As good as the documentary is, however, it tends to focus too much on the voices and music - for me, the least interesting aspects of any animated feature. Given that, as mentioned above, The Little Mermaid was the last film to use the Xerography process, a more in-depth discussion of the technical aspects of the making of the film would have been greatly appreciated. Still, it may be that they're saving this for the upcoming Platinum Edition of One Hundred and One Dalmatians.
Also included is a 9-minute featurette on the film's special effects, which reunites four of the original effects team.
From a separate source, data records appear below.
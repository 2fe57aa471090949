//! # hubmesh-cli
//!
//! Command-line interface for hub-and-spoke WireGuard overlays.
//!
//! The topology comes from a JSON manifest (see [`manifest`]). Commands:
//! - `render` - print each hub's `wg-quick` config
//! - `export` - print spoke configs for end-user devices
//! - `apply` - push hub configs over SSH and print the spoke exports
//!
//! Logs go to stderr; stdout only carries command output.

#![forbid(unsafe_code)]
#![warn(missing_docs)]

pub mod cli;
pub mod commands;
pub mod error;
pub mod manifest;
pub mod output;
pub mod state;

pub use cli::{ApplyArgs, Cli, Commands, Format};
pub use error::CliError;
pub use manifest::{HubEntry, Manifest};
pub use state::KeyState;
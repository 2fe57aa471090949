//! Render command implementation.

use std::io::Write;

use hubmesh::{Coordinator, Hub, MeshError};

use crate::cli::Format;
use crate::error::CliError;
use crate::output::{write_json, write_sections, Section};

/// Prints hub configs.
pub struct RenderCommand<'a> {
    coordinator: &'a Coordinator,
}

impl<'a> RenderCommand<'a> {
    /// Create a new render command.
    #[must_use]
    pub fn new(coordinator: &'a Coordinator) -> Self {
        Self { coordinator }
    }

    /// Renders every hub, or only `hub` if given.
    ///
    /// # Errors
    ///
    /// Returns an error if the named hub does not exist or rendering fails.
    pub async fn configs(&self, hub: Option<&str>) -> Result<Vec<Section>, CliError> {
        let hubs: Vec<&Hub> = match hub {
            Some(name) => vec![self
                .coordinator
                .hub(name)
                .ok_or_else(|| MeshError::HubNotFound(name.to_string()))?],
            None => self.coordinator.hubs().iter().collect(),
        };

        let mut sections = Vec::with_capacity(hubs.len());
        for hub in hubs {
            let config = self
                .coordinator
                .hub_config(hub)
                .resolve()
                .await
                .map_err(MeshError::from)?;
            sections.push(Section::new(hub.name(), config));
        }
        Ok(sections)
    }

    /// Execute the render command.
    ///
    /// # Errors
    ///
    /// Returns an error if rendering or writing fails.
    pub async fn execute<W: Write>(
        &self,
        writer: &mut W,
        format: Format,
        hub: Option<&str>,
    ) -> Result<(), CliError> {
        let sections = self.configs(hub).await?;
        match format {
            Format::Wg => write_sections(writer, &sections),
            Format::Json => write_json(writer, &sections),
        }
    }
}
The Story Behind the Story, meanwhile, is an effective potted overview of Hans Christian Andersen's original version of the story that inspired the film, and the various changes made to the narrative in order to conform to the standard Disney formula (translation: removing most of the darker elements). A healthy selection of image galleries, covering visual development, character design, storyboards and so forth, also show up, along with a brief presentation reel and the original theatrical trailer (the latter is sadly cropped to 1.33:1 and sourced from a noisy analogue master). A handful of games and activities have been provided for children as well.
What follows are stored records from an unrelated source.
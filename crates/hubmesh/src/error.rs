//! Error types for topology and provisioning operations.

use hubmesh_wireguard::WireGuardError;
use thiserror::Error;

/// Result type alias for hubmesh operations.
pub type Result<T> = std::result::Result<T, MeshError>;

/// Failure to resolve a [`Deferred`](crate::Deferred) value.
///
/// Cloneable because every clone of a deferred value observes the same
/// outcome.
#[derive(Debug, Clone, PartialEq, Eq, Error)]
pub enum ResolveError {
    /// The resolver was dropped without supplying a value.
    #[error("'{label}' was never resolved")]
    Dropped {
        /// Label of the deferred value.
        label: String,
    },

    /// Producing the value failed.
    #[error("'{label}' failed to resolve: {reason}")]
    Failed {
        /// Label of the deferred value.
        label: String,
        /// Why it failed.
        reason: String,
    },
}

impl ResolveError {
    /// Creates a `Failed` error.
    #[must_use]
    pub fn failed(label: impl Into<String>, reason: impl ToString) -> Self {
        Self::Failed {
            label: label.into(),
            reason: reason.to_string(),
        }
    }
}

/// Errors that can occur while building or provisioning a topology.
#[derive(Debug, Error)]
pub enum MeshError {
    /// Key generation, addressing or config rendering failed.
    #[error(transparent)]
    WireGuard(#[from] WireGuardError),

    /// A deferred input never became available.
    #[error(transparent)]
    Resolve(#[from] ResolveError),

    /// A hub with the same name is already registered.
    #[error("hub '{0}' already exists")]
    DuplicateHub(String),

    /// No hub with this name is registered.
    #[error("hub not found: {0}")]
    HubNotFound(String),

    /// The remote transport could not run the script at all.
    #[error("remote execution on '{node}' failed: {reason}")]
    Transport {
        /// Node the script was meant for.
        node: String,
        /// Transport-level cause.
        reason: String,
    },

    /// The remote script ran and exited non-zero.
    #[error("setup script on '{node}' exited with {exit_code}: {stderr}")]
    CommandFailed {
        /// Node the script ran on.
        node: String,
        /// Exit code of the script, `-1` if killed by a signal.
        exit_code: i32,
        /// Captured standard error.
        stderr: String,
    },

    /// IO error (temporary key files, process pipes).
    #[error("io error: {0}")]
    Io(#[from] std::io::Error),
}

impl MeshError {
    /// Creates a `Transport` error.
    #[must_use]
    pub fn transport(node: impl Into<String>, reason: impl Into<String>) -> Self {
        Self::Transport {
            node: node.into(),
            reason: reason.into(),
        }
    }

    /// Creates a `CommandFailed` error.
    #[must_use]
    pub fn command_failed(
        node: impl Into<String>,
        exit_code: i32,
        stderr: impl Into<String>,
    ) -> Self {
        Self::CommandFailed {
            node: node.into(),
            exit_code,
            stderr: stderr.into(),
        }
    }

    /// Returns true if the failure happened on the remote side.
    #[must_use]
    pub fn is_remote(&self) -> bool {
        matches!(self, Self::Transport { .. } | Self::CommandFailed { .. })
    }
}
The final extra is a 7-minute short film entitled The Little Match Girl. Directed by Roger Allers (co-director of The Lion King and a story artist on The Little Mermaid), it's a wonderfully atmospheric piece set to the Third Movement of Alexander Borodin's String Quartet No. 2 in D Major, and otherwise completely silent. Somewhat reminiscent of the visual style of Mulan, it's a pleasure to see Disney doing 2D animation again, even if this only a short piece rather than a full-length feature film, and is perhaps an indication of what we can expect from the studio now that Pixar's John Lasseter has taken control of the helm.
One issue that bothered me with these extras is that, while the majority of them, including most of the documentary materials, are in a widescreen aspect ratio, they are all non-anamorphic, which limits resolution and is a pain in the neck for those of us who have widescreen displays (which I would imagine is most of those who are reading this review). I'm not sure why this was done, since the last time Disney presented their bonus materials in widescreen (all the way back to Atlantis: The Lost Empire, as it happens), they were anamorphic.
As one of Disney's most beloved animated features ever, fans of all ages are sure to be queuing up to pick up this 2-disc edition of The Little Mermaid before it is placed back in the notorious Disney Vault. Still, while the extras are plentiful and largely informative, the transfer is a real disappointment and one that betrays a lack of understanding or regard for the medium of film-sourced, hand-drawn animation. The sad thing is that, for the foreseeable future, these flaws are likely to be here to stay, so holding out for a later release (e.g. a high definition version) is unlikely to improve matters substantially. One thing's for sure: Disney should definitely never again commission Technicolor to undertake a restoration of one of their films.